- Born: November 11, 1946 Campbellton, New Brunswick, Canada
- Died: August 13, 2026 (aged 79) Calgary, Alberta, Canada
- Occupation: Radio broadcaster
- Awards: Foster Hewitt Memorial Award (2006)

= Peter Maher (sportscaster) =

Canadian ice hockey announcer (1946–2026)

Peter Holt Maher (November 11, 1946 – August 13, 2026) was a Canadian sportscaster. He was the radio voice of the Calgary Flames from their move to Calgary, Alberta, in 1980 until his retirement following the 2013–14 NHL season. He broadcast every Flames game for 33 years on the city's all-sports radio station, CFAC. Maher became known for his catchphrase, "Yeah Baby!" after a significant or important moment, and "You can put it in the win column!" after every Flames win.

==Early life==
Maher was born in Campbellton, New Brunswick on November 11, 1946. He began broadcasting at age 14, when he started announcing the lineup for the Campbellton softball league. After high school, he had stints in the International Hockey League and North Shore Hockey League.

==Career==
Maher began his professional broadcasting career in 1977, calling play-by-play for the Toronto Maple Leafs on the radio. In 1980, he became the first ever radio voice of the Calgary Flames. Over his career he became well known as he called 33 straight seasons. Some of his highlights include the 1986 Stanley Cup run, the 1989 Stanley Cup Championship, and the surprising underdog run to the Stanley Cup Finals in 2004.

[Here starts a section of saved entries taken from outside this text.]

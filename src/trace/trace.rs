use std::time::{SystemTime, UNIX_EPOCH};

use serde::Serialize;
use serde_json::Value;

use crate::node::identity::value_fingerprint;

#[derive(Debug, Clone, Copy, PartialEq, Eq)]
pub enum BindDirection {
    /// Node state -> JSON value
    Get,
    /// JSON value -> node state
    Set,
}

impl BindDirection {
    pub fn as_str(&self) -> &'static str {
        match self {
            BindDirection::Get => "get",
            BindDirection::Set => "set",
        }
    }
}

/// One dispatched binding step, written as a JSONL record.
///
/// Scalar payloads are recorded as a SHA-1 digest rather than verbatim, so
/// traces stay small and value contents stay out of log files.
#[derive(Debug, Serialize)]
pub struct BindEvent {
    pub timestamp_ms: u128,

    pub direction: String,
    pub node: String,

    pub role: Option<String>,
    pub tag: String,

    pub scalar_digest: Option<String>,
}

impl BindEvent {
    pub fn now(
        direction: BindDirection,
        node: impl ToString,
        role: Option<&str>,
        tag: impl ToString,
    ) -> Self {
        Self {
            timestamp_ms: SystemTime::now()
                .duration_since(UNIX_EPOCH)
                .unwrap_or_default()
                .as_millis(),
            direction: direction.as_str().to_string(),
            node: node.to_string(),
            role: role.map(str::to_string),
            tag: tag.to_string(),
            scalar_digest: None,
        }
    }

    /// Attach a digest when the value is a scalar; containers are covered by
    /// the events of their children.
    pub fn with_scalar(mut self, value: &Value) -> Self {
        if !value.is_object() && !value.is_array() {
            self.scalar_digest = Some(value_fingerprint(&value.to_string()));
        }
        self
    }
}
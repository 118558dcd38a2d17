use serde_json::Value;

use crate::bind::error::BindError;
use crate::bind::{getters, setters};
use crate::node::node_model::TreeNode;
use crate::role::registry::{DispatchError, RoleRegistry};
use crate::trace::logger::TraceLogger;
use crate::trace::trace::{BindDirection, BindEvent};

/// Reads a node's state into a JSON value. Receives the binder so it can
/// dispatch again for children or delegate to a sibling role.
pub type Getter<N> = Box<dyn Fn(&Binder<N>, &N) -> Result<Value, BindError> + Send + Sync>;

/// Writes a JSON value into a node's state.
pub type Setter<N> =
    Box<dyn Fn(&Binder<N>, &mut N, &Value) -> Result<(), BindError> + Send + Sync>;

/// Maps a widget tree to and from a JSON value tree, dispatching per-node
/// behavior over two role registries: one per direction.
///
/// Out of the box three behaviors are registered each way: `object` (named
/// descendants become keys), `list` (children become array elements), and
/// the undefined-role base behavior (input leaves carry their raw scalar,
/// anything else is treated as an object). Custom roles can be added per
/// direction with [`Binder::define_getter`] and [`Binder::define_setter`].
pub struct Binder<N: TreeNode> {
    getters: RoleRegistry<Getter<N>>,
    setters: RoleRegistry<Setter<N>>,
    tracer: Option<TraceLogger>,
}

impl<N: TreeNode + 'static> Binder<N> {
    pub fn new() -> Self {
        let mut getter_registry: RoleRegistry<Getter<N>> =
            RoleRegistry::with_default(Box::new(getters::get_base::<N>));
        getter_registry.define("object", Box::new(getters::get_object::<N>) as Getter<N>);
        getter_registry.define("list", Box::new(getters::get_list::<N>) as Getter<N>);

        let mut setter_registry: RoleRegistry<Setter<N>> =
            RoleRegistry::with_default(Box::new(setters::set_base::<N>));
        setter_registry.define("object", Box::new(setters::set_object::<N>) as Setter<N>);
        setter_registry.define("list", Box::new(setters::set_list::<N>) as Setter<N>);

        Binder {
            getters: getter_registry,
            setters: setter_registry,
            tracer: None,
        }
    }

    /// Log every dispatch as a JSONL event through `tracer`.
    pub fn with_tracer(mut self, tracer: TraceLogger) -> Self {
        self.tracer = Some(tracer);
        self
    }

    /// Register a getter for a role tag, replacing any previous one.
    pub fn define_getter(&mut self, tag: impl Into<String>, getter: Getter<N>) {
        self.getters.define(tag, getter);
    }

    /// Register a setter for a role tag, replacing any previous one.
    pub fn define_setter(&mut self, tag: impl Into<String>, setter: Setter<N>) {
        self.setters.define(tag, setter);
    }

    /// Read the tree rooted at `node` into a JSON value.
    pub fn serialize(&self, node: &N) -> Result<Value, BindError> {
        let handler = self.getters.resolve(node.role())?;
        let value = handler(self, node)?;

        if let Some(tracer) = &self.tracer {
            let tag = resolved_tag(&self.getters, node.role());
            tracer.log(
                &BindEvent::now(BindDirection::Get, node.label(), node.role(), tag)
                    .with_scalar(&value),
            );
        }

        Ok(value)
    }

    /// Write a JSON value into the tree rooted at `node`, in place.
    pub fn deserialize(&self, node: &mut N, value: &Value) -> Result<(), BindError> {
        let handler = self.setters.resolve(node.role())?;

        if let Some(tracer) = &self.tracer {
            let tag = resolved_tag(&self.setters, node.role());
            tracer.log(
                &BindEvent::now(BindDirection::Set, node.label(), node.role(), tag)
                    .with_scalar(value),
            );
        }

        handler(self, node, value)
    }

    /// Invoke the getter registered under an exact tag, bypassing role
    /// resolution. This is the "dispatch again" capability handlers use to
    /// delegate to a sibling role, e.g. the base behavior deferring to
    /// whatever `object` getter is currently registered.
    pub fn invoke_getter(&self, tag: &str, node: &N) -> Result<Value, BindError> {
        let handler = self
            .getters
            .get(tag)
            .ok_or_else(|| DispatchError::UnknownTag {
                tag: tag.to_string(),
            })?;
        handler(self, node)
    }

    /// Invoke the setter registered under an exact tag, bypassing role
    /// resolution.
    pub fn invoke_setter(&self, tag: &str, node: &mut N, value: &Value) -> Result<(), BindError> {
        let handler = self
            .setters
            .get(tag)
            .ok_or_else(|| DispatchError::UnknownTag {
                tag: tag.to_string(),
            })?;
        handler(self, node, value)
    }
}

impl<N: TreeNode + 'static> Default for Binder<N> {
    fn default() -> Self {
        Self::new()
    }
}

fn resolved_tag<H>(registry: &RoleRegistry<H>, role: Option<&str>) -> String {
    match role {
        None => "default".to_string(),
        Some(role) => registry
            .cached_resolution(role)
            .flatten()
            .unwrap_or_else(|| "default".to_string()),
    }
}
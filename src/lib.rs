use serde_json::Value;

use crate::bind::binder::Binder;
use crate::bind::error::BindError;
use crate::node::node_model::WidgetNode;

pub mod bind;
pub mod cli;
pub mod node;
pub mod role;
pub mod trace;
pub mod widget;

/// Apply `document` to `tree` in place and read back the resulting value,
/// using the stock role behaviors.
pub fn round_trip(tree: &mut WidgetNode, document: &Value) -> Result<Value, BindError> {
    let binder = Binder::new();
    binder.deserialize(tree, document)?;
    binder.serialize(tree)
}
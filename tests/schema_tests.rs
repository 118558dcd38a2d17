use form_binding::node::node_model::WidgetNode;
use form_binding::round_trip;
use serde_json::json;

use crate::common::utils::fixture;

mod common;

#[test]
fn tree_description_loads_from_yaml() {
    let yaml = r#"
children:
  - name: email
    input: true
  - name: address
    children:
      - name: city
        input: true
        value: Graz
"#;

    let tree: WidgetNode = serde_yaml::from_str(yaml).unwrap();

    assert_eq!(tree.children.len(), 2);
    assert_eq!(tree.children[0].name.as_deref(), Some("email"));
    assert!(tree.children[0].input);
    assert_eq!(tree.children[1].children[0].value, json!("Graz"));
}

#[test]
fn template_loads_from_yaml() {
    let yaml = r#"
role: list
template:
  children:
    - name: entry
      input: true
"#;

    let tree: WidgetNode = serde_yaml::from_str(yaml).unwrap();
    let template = tree.template.as_deref().expect("template present");

    assert_eq!(template.children[0].name.as_deref(), Some("entry"));
}

#[test]
fn fixture_schema_round_trips_its_document() {
    let schema = std::fs::read_to_string(fixture("record.yaml")).unwrap();
    let document = std::fs::read_to_string(fixture("record.json")).unwrap();

    let mut tree: WidgetNode = serde_yaml::from_str(&schema).unwrap();
    let document: serde_json::Value = serde_json::from_str(&document).unwrap();

    let readback = round_trip(&mut tree, &document).unwrap();
    assert_eq!(readback, document);
}

#[test]
fn loaded_tree_serializes_back_to_equivalent_yaml() {
    let yaml = "children:\n- name: email\n  input: true\n";
    let tree: WidgetNode = serde_yaml::from_str(yaml).unwrap();

    let rendered = serde_yaml::to_string(&tree).unwrap();
    let reloaded: WidgetNode = serde_yaml::from_str(&rendered).unwrap();

    assert_eq!(tree, reloaded);
}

In November 2006, he was inducted into the NHL Hockey Hall of Fame as a media honoree, the Foster Hewitt Memorial Award winner. He has been inducted into the hometown Campbellton Sports Hall of Fame, the New Brunswick Sports Hall of Fame, and the Maritime Sports Hall of Fame.

During the 2010 Winter Olympics, Maher was the voice of the hockey broadcast for Sportsnet. He was heard on many radios across Canada as he called Sidney Crosby's iconic "Golden Goal".

==Retirement and death==
On April 29, 2014, Maher announced his retirement. He called a total of 2,954 Flames games and 3,162 NHL games. He was honored before a Flames game on November 18, 2014, where he had a broadcast booth named after him at the Scotiabank Saddledome.

Maher died in Calgary on August 13, 2026, at the age of 79.